The first half of the book covers real analysis (i.e., topological and metric spaces, measure and integration theory); the second half then introduces basic concepts from probability (mainly the central limit theorem, conditional expectations, and brownian motion) using a lot of the abstract topological stuff from the first part. The advantage of this approach is that many theorems from probability can be stated in a more general form. The disadvantage is that the results become harder to understand. I suspect the author has a tendency towards useless over-generalization of results.

The book is written carefully with much attention to detail, but is often also very terse; I often had to spend 10 minutes to understand a single line. The reason may either be that the author has problems to put himself in the shoes of a person how has not worked on the subject for his entire life, or he wants to "encourage the reader to think"; in both cases it is just odd and a big waste of time, especially since often just a few more words or equations could have reduced the reading time vastly. Another thing that is very annoying, is that the author often changes symbols when there is no need to do so. For example, in a Definition he may call a set "X" only to call the same thing "S" a quarter page later in the theorem that makes use of the Definition.

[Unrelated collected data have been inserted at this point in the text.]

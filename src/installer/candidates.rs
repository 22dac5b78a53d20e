//! Naming-convention guesses for release artifacts. The release builder has
//! changed its conventions over time, so the installer tries an ordered list
//! of archive names and, after extraction, an ordered list of directory
//! layouts. Order encodes preference; the first hit wins.
use crate::constants::{BINARY_NAME, REPO_URL};
use crate::platform::PlatformInfo;

/// Candidate remote archive filenames, most likely first. Zip renditions are
/// only published for Windows releases.
pub fn archive_names(platform: &PlatformInfo, version: &str) -> Vec<String> {
    let os = platform.os.release_token();
    let arch = platform.arch.release_token();

    let mut names = vec![
        format!("{BINARY_NAME}_{version}_{os}_{arch}.tar.gz"),
        format!("{BINARY_NAME}_v{version}_{os}_{arch}.tar.gz"),
        format!("{BINARY_NAME}_{version}_{}_{arch}.tar.gz", os.to_lowercase()),
    ];

    if platform.raw_arch != arch {
        names.push(format!(
            "{BINARY_NAME}_{version}_{os}_{}.tar.gz",
            platform.raw_arch
        ));
    }

    if platform.os.is_windows() {
        names.push(format!("{BINARY_NAME}_{version}_{os}_{arch}.zip"));
        names.push(format!("{BINARY_NAME}_v{version}_{os}_{arch}.zip"));
    }

    names
}

/// Directory names an archive may have unpacked the binary into.
pub fn extraction_dirs(platform: &PlatformInfo, version: &str) -> Vec<String> {
    let os = platform.os.release_token();
    let arch = platform.arch.release_token();

    vec![
        format!("{BINARY_NAME}_{version}_{os}_{arch}"),
        format!("{BINARY_NAME}_v{version}_{os}_{arch}"),
        format!("{BINARY_NAME}_{version}_{}_{arch}", os.to_lowercase()),
    ]
}

pub fn download_url(base: &str, version: &str, filename: &str) -> String {
    format!("{base}/releases/download/v{version}/{filename}")
}

/// Human-facing page to check when no artifact could be fetched.
pub fn release_tag_url(version: &str) -> String {
    format!("{REPO_URL}/releases/tag/v{version}")
}

#[cfg(test)]
mod tests {
    use super::*;

    fn linux() -> PlatformInfo {
        PlatformInfo::resolve("linux", "x86_64").unwrap()
    }

    #[test]
    fn primary_candidate_matches_release_convention() {
        let names = archive_names(&linux(), "0.1.2");
        assert_eq!(names[0], "go-blueprint_0.1.2_Linux_x86_64.tar.gz");
    }

    #[test]
    fn version_prefix_variant_comes_second() {
        let names = archive_names(&linux(), "0.1.2");
        assert_eq!(names[1], "go-blueprint_v0.1.2_Linux_x86_64.tar.gz");
        assert_eq!(names[2], "go-blueprint_0.1.2_linux_x86_64.tar.gz");
    }

    #[test]
    fn raw_arch_variant_only_when_it_differs() {
        let names = archive_names(&linux(), "0.1.2");
        assert_eq!(names.len(), 3);

        let arm = PlatformInfo::resolve("linux", "aarch64").unwrap();
        let names = archive_names(&arm, "0.1.2");
        assert!(names.contains(&"go-blueprint_0.1.2_Linux_aarch64.tar.gz".to_string()));
    }

    #[test]
    fn zip_candidates_are_windows_only() {
        let names = archive_names(&linux(), "0.1.2");
        assert!(names.iter().all(|name| !name.ends_with(".zip")));

        let windows = PlatformInfo::resolve("win32", "x64").unwrap();
        let names = archive_names(&windows, "0.1.2");
        assert!(names.contains(&"go-blueprint_0.1.2_Windows_x86_64.zip".to_string()));
        // tarballs stay preferred even on Windows
        assert!(names[0].ends_with(".tar.gz"));
    }

    #[test]
    fn extraction_dirs_mirror_archive_names() {
        let dirs = extraction_dirs(&linux(), "0.1.2");
        assert_eq!(dirs[0], "go-blueprint_0.1.2_Linux_x86_64");
        assert_eq!(dirs[1], "go-blueprint_v0.1.2_Linux_x86_64");
    }

    #[test]
    fn download_url_uses_the_version_tag() {
        let url = download_url(REPO_URL, "0.1.2", "go-blueprint_0.1.2_Linux_x86_64.tar.gz");
        assert_eq!(
            url,
            "https://github.com/Melkeydev/go-blueprint/releases/download/v0.1.2/go-blueprint_0.1.2_Linux_x86_64.tar.gz"
        );
    }
}
//! Locates the executable inside the extraction output. The archive's
//! internal layout is not fully predictable: some releases unpack flat, some
//! into a directory named after the archive. Known layouts are probed first,
//! then a one-level directory scan takes over.
use super::candidates;
use crate::constants::BINARY_NAME;
use crate::error::InstallError;
use crate::platform::PlatformInfo;
use anyhow::Result;
use colored::Colorize;
use std::fs;
use std::path::{Path, PathBuf};

pub fn find_binary(work_dir: &Path, platform: &PlatformInfo, version: &str) -> Result<PathBuf> {
    let qualified = platform.exe_name(BINARY_NAME);

    let mut probes = vec![work_dir.join(&qualified)];
    if qualified != BINARY_NAME {
        probes.push(work_dir.join(BINARY_NAME));
    }
    for dir in candidates::extraction_dirs(platform, version) {
        probes.push(work_dir.join(dir).join(&qualified));
    }

    for probe in probes {
        if probe.is_file() {
            return Ok(probe);
        }
    }

    scan(work_dir, &qualified)
}

/// Last resort: accept any file that carries the binary's base name or an
/// `.exe` suffix, and look one level into subdirectories for an exact match.
fn scan(work_dir: &Path, qualified: &str) -> Result<PathBuf> {
    let mut listing = Vec::new();

    for entry in fs::read_dir(work_dir)? {
        let entry = entry?;
        let name = entry.file_name().to_string_lossy().into_owned();
        let path = entry.path();
        listing.push(name.clone());

        if path.is_file() {
            if is_archive(&name) {
                continue;
            }
            if name.contains(BINARY_NAME) || name.ends_with(".exe") {
                return Ok(path);
            }
        } else if path.is_dir() {
            let nested = path.join(qualified);
            if nested.is_file() {
                return Ok(nested);
            }
        }
    }

    crate::info_message!("Available files: {}", listing.join(", "));
    Err(InstallError::BinaryNotFound {
        dir: work_dir.to_path_buf(),
    }
    .into())
}

fn is_archive(name: &str) -> bool {
    name.ends_with(".tar.gz") || name.ends_with(".zip")
}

While the book may be formally self contained, it seems quite inappropriate as a first introduction into the matter. For example, the author often simply seems to have forgotten to state some simple results. Also, I often had problems to look up a certain result and I believe that the reason for this is in mainly this tendency to over-generalize. I conclude from this that while the book contains a huge amount of knowledge one will not be able to make use of that knowledge three month after reading the book.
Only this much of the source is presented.